Taking place in the near future, Yeoh plays Lulu, an
heiress who uses her fortune to become the female version of Bruce Wayne.
Instead of donning a cape and cowl Lulu prefers funky and highly stylish silver
threads in her neverending quest to fight crime. Or at least she fights a lot of
random people who happen to be doing criminal-like things. In any case, Silver
Hawk meets up with Ren (Richie Ren) during a trip back from Mainland China,
where she just foiled a panda-theft ring. Ren, it turns out, is an old crush of
Lulu's from her days at a Shaolin temple where both attended, even though Ren
shows little ability to actually fight.
We fly back to Silver Hawk's homestead, called Polaris
City. (Director Jingle Ma has a thing for naming things "Polaris" in
his movies, including the movie "Fly
Me to Polaris".) As Movie Coincidence dictates, we learn that Ren is
taking over a division of the police charged with capturing Silver Hawk.
Although why anyone would trust an entire division to the bumbling, half-moron
Ren is a bit of a mystery. In any case, Daming Chen plays a professor who has invented a high-tech doohickey that can
read minds and tell people what to do (or something along that line). After Chen
is kidnapped by criminal mastermind Wolfe (Luke Goss, "Blade
2"), Silver Hawk suits up to do battle. And oh yeah, Ren runs around
acting like a half-moron.
As mentioned, "Silver Hawk" plays out as mostly
camp, which explains why a black van can go around kidnapping people in front of
the police in broad daylight and the only person who can track it down is a
chick in a silver uniform riding a motorcycle. Remember, this is the future. Everyone wears groovy handless phones and there are holograms all over the
place, so one would think the cops have improved along with society. And since
the streets of "Silver Hawk" seem to always be deserted, you'd think
tracking a lone black van would be a simple process. Also, for someone with a
secret identity, Lulu is pretty flippant about that whole "secret"
part.
Directed by Jingle Ma, the man behind such lackluster fare
as "Hot War"
and "Tokyo Raiders", "Silver Hawk" has plenty of action to
keep one from being completely bored. That is, unless you want innovative or
thrilling action, in which case "Hawk" won't satisfy. Although Yeoh is
known for her martial arts, there's just nothing very new or particularly
exceptional about the fisticuffs here. There are plenty of elaborate action set
pieces, but they're all clunkers. Of course it doesn't help that "Silver
Hawk" is shot with a silver metallic tint ("silver" hawk, get
it?) that gets a bit tedious after a while.

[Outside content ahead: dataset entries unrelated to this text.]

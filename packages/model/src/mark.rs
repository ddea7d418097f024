use crate::attrs::Attrs;
use crate::schema::MarkType;
use std::sync::Arc;

/// A formatting annotation over inline content.
///
/// Mark sets are kept sorted by mark rank (declaration order), so two equal
/// sets always compare equal element-wise.
#[derive(Clone, Debug, PartialEq)]
pub struct Mark {
    kind: Arc<MarkType>,
    attrs: Attrs,
}

impl Mark {
    pub(crate) fn new(kind: Arc<MarkType>, attrs: Attrs) -> Self {
        Self { kind, attrs }
    }

    pub fn kind(&self) -> &Arc<MarkType> {
        &self.kind
    }

    pub fn type_name(&self) -> &str {
        self.kind.name()
    }

    pub fn attrs(&self) -> &Attrs {
        &self.attrs
    }

    /// Add this mark to `set`, respecting exclusion and rank order.
    pub fn add_to_set(&self, set: &[Mark]) -> Vec<Mark> {
        let mut copy: Option<Vec<Mark>> = None;
        let mut placed = false;
        for (i, other) in set.iter().enumerate() {
            if self == other {
                return set.to_vec();
            }
            if self.kind.excludes(&other.kind) {
                if copy.is_none() {
                    copy = Some(set[..i].to_vec());
                }
            } else if other.kind.excludes(&self.kind) {
                return set.to_vec();
            } else {
                if !placed && other.kind.rank() > self.kind.rank() {
                    let copy = copy.get_or_insert_with(|| set[..i].to_vec());
                    copy.push(self.clone());
                    placed = true;
                }
                if let Some(copy) = copy.as_mut() {
                    copy.push(other.clone());
                }
            }
        }
        let mut copy = copy.unwrap_or_else(|| set.to_vec());
        if !placed {
            copy.push(self.clone());
        }
        copy
    }

    pub fn remove_from_set(&self, set: &[Mark]) -> Vec<Mark> {
        set.iter().filter(|mark| *mark != self).cloned().collect()
    }

    pub fn is_in_set(&self, set: &[Mark]) -> bool {
        set.iter().any(|mark| mark == self)
    }

    pub fn same_set(a: &[Mark], b: &[Mark]) -> bool {
        a == b
    }
}
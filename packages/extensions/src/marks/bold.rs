use super::{mark_menu, toggle_binding};
use paper_editor::input_rules::mark_input_rule;
use paper_editor::{ConfigError, InputRule, KeyBinding, MarkContext, MarkExtension, MenuItem};
use paper_model::MarkSpec;

pub struct Bold;

impl MarkExtension for Bold {
    fn name(&self) -> &str {
        "bold"
    }

    fn spec(&self) -> MarkSpec {
        MarkSpec::new()
    }

    fn input_rules(&self, cx: &MarkContext) -> Result<Vec<InputRule>, ConfigError> {
        Ok(vec![mark_input_rule(r"(?:\*\*)([^*]+)(?:\*\*)$", cx.kind.clone(), None)?])
    }

    fn key_bindings(&self, cx: &MarkContext) -> Vec<KeyBinding> {
        vec![toggle_binding("Mod-b", cx)]
    }

    fn menus(&self, cx: &MarkContext) -> Vec<MenuItem> {
        vec![mark_menu(cx)]
    }
}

"Silver Hawk" is obviously an expensive film.
Although I suspect that the entire thing was shot in some Mainland China setting
that has "futuristic" aesthetics. Nonetheless, the film seems to go
overboard on the CGI and computer stuff, with holograms popping up all over the
place for some odd reason. Not that I dislike CGI and computer stuff, but it all
comes across as gratuitous here. But of course you're not supposed to take a
movie like "Hawk" too seriously, because no one in the picture seems
to be. At one point Ren dresses up in drags to capture Silver Hawk. The sequence
involves hilarity and hi-jinx -- that is, unless you're not 10 years old, in
which case it'll just be juvenile.
The best I can say about "Silver Hawk" is that
it's a harmless enough movie, although one wishes it had taken its premise a bit
more seriously. For instance, why is Lulu only happy when she dons the costume
and kicks butt? Why does Ren go around calling himself "Ren the Rich
Man" when he's just a cop -- and not even a very good one at that? And what
happened to Lulu's Alfred? There was a female character that was also Lulu's
assistant who helped Lulu fight crime. At least for the first 15 minutes,
after which point the character just vanished and was replaced by a teenager who
worshipped Silver Hawk and worked for the kidnapped professor.
I would have also liked to know more about the enforcer
character played by Michael Jai White ("Spawn"),
who seems to have some sort of relationship with his partner, a female Asian
enforcer. The woman is either Japanese or Chinese, although I can't be sure
because she never utters a line that I can remember. In fact, I don't think the
film even bothers to tell us the names of either White's character or his partner's.
(Or if they did, I missed it, or just didn't care enough to pay attention.)
Toward
the end of the film, White and the Asian chick just sort of walks away from the scene
of a violent encounter with the cops, while the police watches on. This, mind you, after the duo have beaten up
dozens of cops and performed two kidnappings in broad daylight! You know, law enforcement in the future just isn't what it
used to be...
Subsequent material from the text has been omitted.